Tschetschenische Flüchtlinge und Roma gelten in Polen vielfach als ungeliebte Einwanderer, die am besten wieder in ihre Heimat zurückkehren sollten. Die Betroffenen kämpfen gegen Vorurteile und Rassismus.

Von Sabine Adler | 13.01.2014
    Bialystok gilt in Polen als Hauptstadt der Fremdenfeindlichkeit. Eine Negativ-Statistik, die die Wojewodschaft sehr ernst nimmt, auch wenn andere polnische Regionen nicht weniger Zwischenfälle passieren. Joanna Gawel und Macije Tefelski gehören zu einer eigens geschaffenen Gruppe, die Antidiskriminierungsprogramme ausarbeitet.
    Die Beamten zeigen Fotos von einem zweisprachigen Ortsschild aus der Grenzregion, auf dem sowohl der polnische als auch der litauische Name steht. Der litauische ist beschmiert. Auf einem anderen Bild ist Jedwabne zu sehen. Die Gedenkstätte für jüdische Opfer, die bei einem polnischen Pogrom 1941 verbrannt wurden. Auf dem Mahnmal prangt ein riesengroßes Hakenkreuz.

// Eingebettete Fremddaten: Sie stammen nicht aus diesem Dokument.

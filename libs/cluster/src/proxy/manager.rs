//! Proxy manager: policy cache and registry-driven refresh

use super::multiple::MultipleInvocationProxy;
use super::service::ClusterService;
use super::single::SingleInvocationProxy;
use super::{InvocationMode, RetryPolicy};
use crate::registry::{
    CacheEvent, ClusterRegistry, RegistryListener, ServiceQuery, ServiceRegistryBinding,
};
use crate::selection::{PolicyKind, SelectionPolicy, ServiceSelectionPolicyKey};
use cluster_config::{NodeSettings, ProxySettings};
use dashmap::mapref::entry::Entry;
use dashmap::DashMap;
use parking_lot::Mutex;
use std::sync::Arc;
use tokio::sync::Notify;
use tokio::task::JoinHandle;
use tracing::{debug, info, warn};

type SharedPolicy = Arc<dyn SelectionPolicy<ServiceRegistryBinding>>;

/// Wakes the refresh task. Notifications arriving while a pass runs
/// collapse into one further pass.
struct RefreshTrigger {
    signal: Arc<Notify>,
}

impl RegistryListener for RefreshTrigger {
    fn registry_changed(&self, _event: &CacheEvent) {
        self.signal.notify_one();
    }

    fn registry_shutdown(&self) {
        self.signal.notify_one();
    }
}

/// State shared between the manager and its refresh task
struct PolicyTable {
    registry: Arc<ClusterRegistry>,
    local_host: String,
    local_process: String,
    policies: DashMap<ServiceSelectionPolicyKey, SharedPolicy>,
    /// Held for the whole of a refresh pass
    refreshing: Mutex<()>,
}

impl PolicyTable {
    fn is_local(&self, binding: &ServiceRegistryBinding) -> bool {
        binding.host_name() == self.local_host && binding.process_name() == self.local_process
    }

    fn populate(&self, key: &ServiceSelectionPolicyKey, policy: &SharedPolicy) {
        let query = ServiceQuery::all().of_type(&key.service_type).active_only();
        let bindings = match self.registry.get_service_bindings(&query) {
            Ok(bindings) => bindings,
            Err(e) => {
                warn!(policy = %key, error = %e, "Cannot read service bindings");
                return;
            }
        };

        let (local, remote): (Vec<_>, Vec<_>) =
            bindings.into_iter().partition(|binding| self.is_local(binding));
        debug!(
            policy = %key,
            local = local.len(),
            remote = remote.len(),
            "Selection policy refreshed"
        );
        policy.update_services(local, remote);
    }

    fn refresh_one(&self, key: &ServiceSelectionPolicyKey, policy: &SharedPolicy) {
        let _pass = self.refreshing.lock();
        self.populate(key, policy);
    }

    fn refresh_all(&self) {
        let _pass = self.refreshing.lock();
        let entries: Vec<(ServiceSelectionPolicyKey, SharedPolicy)> = self
            .policies
            .iter()
            .map(|entry| (entry.key().clone(), Arc::clone(entry.value())))
            .collect();
        for (key, policy) in &entries {
            self.populate(key, policy);
        }
    }
}

pub struct ProxyManager {
    table: Arc<PolicyTable>,
    retry: RetryPolicy,
    refresher: Mutex<Option<JoinHandle<()>>>,
}

impl ProxyManager {
    /// Create the manager and its refresh task. Must be called within a
    /// tokio runtime.
    pub fn start(
        registry: Arc<ClusterRegistry>,
        node: &NodeSettings,
        settings: &ProxySettings,
    ) -> Arc<Self> {
        let table = Arc::new(PolicyTable {
            registry: Arc::clone(&registry),
            local_host: node.host_name.clone(),
            local_process: node.process_name.clone(),
            policies: DashMap::new(),
            refreshing: Mutex::new(()),
        });

        let signal = Arc::new(Notify::new());
        registry.add_listener(Arc::new(RefreshTrigger {
            signal: Arc::clone(&signal),
        }));

        let refresh_table = Arc::clone(&table);
        let refresher = tokio::spawn(async move {
            loop {
                signal.notified().await;
                if refresh_table.registry.is_shut_down() {
                    break;
                }
                refresh_table.refresh_all();
            }
        });

        info!(
            host = %node.host_name,
            process = %node.process_name,
            "Proxy manager started"
        );

        Arc::new(Self {
            table,
            retry: RetryPolicy::from(settings),
            refresher: Mutex::new(Some(refresher)),
        })
    }

    /// The cached policy for a key, created and populated on first use
    pub fn policy(&self, service_type: &str, kind: PolicyKind) -> SharedPolicy {
        let key = ServiceSelectionPolicyKey::new(service_type, kind);
        if let Some(existing) = self.table.policies.get(&key) {
            return Arc::clone(existing.value());
        }

        let fresh = kind.create::<ServiceRegistryBinding>(service_type);
        self.table.populate(&key, &fresh);

        let (policy, created) = match self.table.policies.entry(key.clone()) {
            Entry::Occupied(entry) => (Arc::clone(entry.get()), false),
            Entry::Vacant(entry) => {
                entry.insert(Arc::clone(&fresh));
                (fresh, true)
            }
        };

        // A change landing before the insert was missed by refresh passes
        if created {
            self.table.refresh_one(&key, &policy);
            debug!(policy = %key, "Selection policy created");
        }
        policy
    }

    /// A new proxy of the requested mode over the cached policy
    pub fn find_or_create_proxy(
        &self,
        service_type: &str,
        kind: PolicyKind,
        mode: InvocationMode,
    ) -> Arc<dyn ClusterService> {
        let policy = self.policy(service_type, kind);
        let registry = Arc::clone(&self.table.registry);

        match mode {
            InvocationMode::Single | InvocationMode::Sticky => Arc::new(SingleInvocationProxy::new(
                service_type,
                policy,
                registry,
                self.retry,
                mode == InvocationMode::Sticky,
            )),
            InvocationMode::Multiple => Arc::new(MultipleInvocationProxy::new(
                service_type,
                policy,
                registry,
                self.retry,
            )),
        }
    }

    /// Refresh every cached policy on the calling thread. Waits for a pass
    /// already in progress.
    pub fn refresh_now(&self) {
        self.table.refresh_all();
    }

    pub fn policy_count(&self) -> usize {
        self.table.policies.len()
    }

    pub fn shutdown(&self) {
        if let Some(task) = self.refresher.lock().take() {
            task.abort();
            info!("Proxy manager shut down");
        }
    }
}

impl Drop for ProxyManager {
    fn drop(&mut self) {
        if let Some(task) = self.refresher.get_mut().take() {
            task.abort();
        }
    }
}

    "Die Minderheiten haben diese Vorfälle als Bedrohung empfunden, deswegen hat der Woiwode 2011 eine Gruppe für die Verbesserung ihrer Sicherheit gründen lassen."
    Marina und Said Mes-Chior sind Flüchtlinge aus Tschetschenien. Seit 2005 Jahre leben sie in Bialystok, kein Jahr ist ohne Zwischenfälle vergangen.

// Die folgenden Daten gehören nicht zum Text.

//! Connector identities
//!
//! An identity answers "who is connecting" and partitions the pool. The
//! embedding application decides, through an [`IdentityFactory`], whether
//! connections are shared by everyone or pooled per caller.

use super::error::{PoolError, Result};
use std::collections::HashMap;
use std::fmt;
use std::sync::Arc;

/// Caller context handed to [`super::ConnectionPool::obtain`]
#[derive(Debug, Clone, Default, PartialEq, Eq)]
pub struct SecurityContext {
    pub user_name: Option<String>,
    pub session_id: Option<String>,
    pub properties: HashMap<String, String>,
}

impl SecurityContext {
    /// Context for a named user
    pub fn for_user(user_name: impl Into<String>) -> Self {
        Self {
            user_name: Some(user_name.into()),
            ..Self::default()
        }
    }

    pub fn with_session(mut self, session_id: impl Into<String>) -> Self {
        self.session_id = Some(session_id.into());
        self
    }
}

/// Opaque pool partition key
#[derive(Debug, Clone, PartialEq, Eq, Hash, PartialOrd, Ord)]
pub struct ConnectorIdentity(Arc<str>);

impl ConnectorIdentity {
    pub fn new(name: impl AsRef<str>) -> Self {
        Self(Arc::from(name.as_ref()))
    }

    pub fn as_str(&self) -> &str {
        &self.0
    }
}

impl fmt::Display for ConnectorIdentity {
    fn fmt(&self, f: &mut fmt::Formatter<'_>) -> fmt::Result {
        f.write_str(&self.0)
    }
}

/// Derives connector identities from caller contexts
pub trait IdentityFactory: Send + Sync {
    fn create_identity(&self, context: &SecurityContext) -> Result<ConnectorIdentity>;

    /// True when every caller shares one identity
    fn is_single_identity(&self) -> bool;
}

/// Every caller shares the same connections
#[derive(Debug, Clone)]
pub struct SingleIdentityFactory {
    identity: ConnectorIdentity,
}

impl SingleIdentityFactory {
    pub const SHARED: &'static str = "shared";

    pub fn new() -> Self {
        Self {
            identity: ConnectorIdentity::new(Self::SHARED),
        }
    }
}

impl Default for SingleIdentityFactory {
    fn default() -> Self {
        Self::new()
    }
}

impl IdentityFactory for SingleIdentityFactory {
    fn create_identity(&self, _context: &SecurityContext) -> Result<ConnectorIdentity> {
        Ok(self.identity.clone())
    }

    fn is_single_identity(&self) -> bool {
        true
    }
}

/// Connections are pooled per calling user
#[derive(Debug, Clone, Default)]
pub struct UserIdentityFactory;

impl IdentityFactory for UserIdentityFactory {
    fn create_identity(&self, context: &SecurityContext) -> Result<ConnectorIdentity> {
        match context.user_name.as_deref() {
            Some(user) if !user.is_empty() => Ok(ConnectorIdentity::new(user)),
            _ => Err(PoolError::identity("security context carries no user name")),
        }
    }

    fn is_single_identity(&self) -> bool {
        false
    }
}

#[cfg(test)]
mod tests {
    use super::*;

    #[test]
    fn test_single_identity_ignores_context() {
        let factory = SingleIdentityFactory::new();
        let a = factory.create_identity(&SecurityContext::for_user("alice")).unwrap();
        let b = factory.create_identity(&SecurityContext::default()).unwrap();
        assert_eq!(a, b);
        assert!(factory.is_single_identity());
    }

    #[test]
    fn test_user_identity_per_user() {
        let factory = UserIdentityFactory;
        let alice = factory.create_identity(&SecurityContext::for_user("alice")).unwrap();
        let bob = factory
            .create_identity(&SecurityContext::for_user("bob").with_session("s-1"))
            .unwrap();
        assert_ne!(alice, bob);
        assert_eq!(alice.as_str(), "alice");
        assert!(!factory.is_single_identity());

        let err = factory.create_identity(&SecurityContext::default()).unwrap_err();
        assert!(matches!(err, PoolError::Identity { .. }));
    }
}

    "Eltern wollten ihre Kinder nicht mit unseren spielen oder in der Schule neben unseren sitzen lassen. Unsere Kinder würden nicht gut riechen oder seien schwarz. Dabei waren sie blond. Dauernd hörten wir: Geht zurück, wo ihr herkommt. Wir versuchen bis heute zu verschweigen, dass wir Tschetschenen sind, auf der Straße sprechen wir Polnisch. Wir wollen uns das alles nicht zu Herzen zu nehmen, aber vor allem am Anfang war das leichter gesagt als getan. Wenn man uns zum Beispiel einfach duzte," sagt der Ehemann Said. "Wir haben nicht aufgegeben, aber es war schwer."
    Der Tschetschene ist 44 Jahre alt, seine Frau 34, beide haben Arbeit, ihre Kinder sind hervorragende Schüler, der älteste macht Abitur, will Chirurg werden. Nach jedem Zwischenfall muss sich der Vater zwingen, ruhig zu bleiben.

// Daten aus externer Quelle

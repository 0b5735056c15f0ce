//! Cluster Registry
//!
//! Hierarchical catalogue of the cluster: hosts contain processes, processes
//! contain a `Services` collection, and that collection holds one binding
//! per deployed service instance. All state lives in a [`TreeCache`]; the
//! registry keeps no private copy and reads always go to the cache.
//!
//! Structural invariants:
//! - a process exists only under an existing host
//! - a service binding exists only under an existing process
//! - removing a host or process removes everything beneath it
//!
//! Lookups treat processes marked not-alive as absent. Every committed
//! mutation is reported to registered [`RegistryListener`]s.

pub mod binding;
pub mod cache;
pub mod error;
pub mod handle;


pub use binding::{
    HostBinding, ProcessBinding, ServiceId, ServiceInstance, ServiceRegistryBinding, ServiceState,
};
pub use cache::{
    CacheEvent, CacheEventKind, CacheListener, ListenerId, MemoryTreeCache, NodePath, RegistryNode,
    TreeCache,
};
pub use error::{CacheError, RegistryError, Result};
pub use handle::{HandleResolver, Management, RemoteHandle};

use dashmap::DashMap;
use parking_lot::{Mutex, RwLock};
use std::sync::atomic::{AtomicBool, Ordering};
use std::sync::Arc;
use tracing::{debug, info, warn};

/// Name of the collection node holding a process's service bindings
pub const SERVICES_NODE: &str = "Services";

/// Observer of registry mutations
pub trait RegistryListener: Send + Sync {
    /// Called after every committed mutation anywhere in the tree
    fn registry_changed(&self, event: &CacheEvent);

    /// Called once when the registry shuts down
    fn registry_shutdown(&self) {}
}

/// Filter for [`ClusterRegistry::get_service_bindings`]
#[derive(Debug, Clone, Default, PartialEq, Eq)]
pub struct ServiceQuery {
    pub host_name: Option<String>,
    pub process_name: Option<String>,
    pub service_type: Option<String>,
    pub active_only: bool,
}

impl ServiceQuery {
    pub fn all() -> Self {
        Self::default()
    }

    pub fn on_host(mut self, host_name: impl Into<String>) -> Self {
        self.host_name = Some(host_name.into());
        self
    }

    pub fn in_process(mut self, process_name: impl Into<String>) -> Self {
        self.process_name = Some(process_name.into());
        self
    }

    pub fn of_type(mut self, service_type: impl Into<String>) -> Self {
        self.service_type = Some(service_type.into());
        self
    }

    pub fn active_only(mut self) -> Self {
        self.active_only = true;
        self
    }
}

type Listeners = Arc<RwLock<Vec<Arc<dyn RegistryListener>>>>;

/// Forwards tree cache events to registry listeners
struct ListenerBridge {
    listeners: Listeners,
}

impl CacheListener for ListenerBridge {
    fn node_changed(&self, event: &CacheEvent) {
        let listeners: Vec<Arc<dyn RegistryListener>> = self.listeners.read().clone();
        for listener in listeners {
            listener.registry_changed(event);
        }
    }
}

pub struct ClusterRegistry {
    cache: Arc<dyn TreeCache>,
    listeners: Listeners,
    bridge_id: Mutex<Option<ListenerId>>,
    /// Serializes read-modify-write sequences per subtree
    subtree_locks: DashMap<NodePath, Arc<Mutex<()>>>,
    shut_down: AtomicBool,
}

    "Ich fühle mich nicht als Mensch zweiter Klasse und gestatte niemandem, mich dazu zu machen. Niemand erhebt sich über mich und so wie auch ich mich über niemanden erhebe. Aber vor drei Monaten haben sie mein Auto in der Nacht demoliert. Weil wir Tschetschenen sind. Ich habe mich gefragt, was mein Auto damit zu tun hat, aber dann dachte ich: Hol‘s der Teufel, es gibt Schlimmeres."
    Die tschetschenische Familie wird immer wieder mit dem Vorurteil konfrontiert, dass Tschetschenen Terroristen seien. Ähnlich oder sogar noch stärker werden in Bialystok in Ostpolen Roma abgelehnt. Der Journalist Stanislaw Stankiewicz, selbst Roma, listet gängige Diskriminierungspraktiken auf.
    "Arbeitgeber wollen keine Roma oder Sinti als Praktikanten nehmen, selbst wenn sie Hochschulausbildung besitzen oder einen Beruf haben. In Poznan soll einem Roma der Zutritt zu einem Restaurant verwehrt worden sein. Roma bekommen oft nicht normale kommunale, sondern Sozialwohnungen. Die befinden sich in Vierteln mit vielen Problem-Familien."
    Der Roma-Aktivist hält nicht viel von den staatlichen Programmen zum Schutz von Minderheiten. Davon gäbe es viel zu viele. Sie würden meist ohne die Betroffenen erarbeitet, häufig nicht umgesetzt und beschäftigen oft vor allem Nicht-Roma.
    Stanislaw Stankiewicz ist 70 und gehört dem internationalen Auschwitz-Komitee an, der größte Teil seiner Familie wurde von den Nazis ermordet. Zwar möchte er die Erinnerung an die Opfer wach halten, doch er ist vorgewarnt.
    "Wir wurden gefragt, ob wir eine Gedenk-Tafel für Roma wünschen. Aber wir hatten Angst, denn wir wussten ja, was mit dem Mahnmal in Jedwabne geschehen ist."
    Wichtiger als staatliche Anti-Diskriminierungsprogramme, sagen auch Said und Marina Mes-Chidor aus Tschetschenien, ist, dass die Behörden endlich einschreiten.
    "Früher passierte es viel häufiger, dass man vor der Wohnungstür Brandsätze gezündet hat, Scheiben eingeschlagen wurden. Seitdem die Polizei etwas unternimmt, ist es viel besser geworden."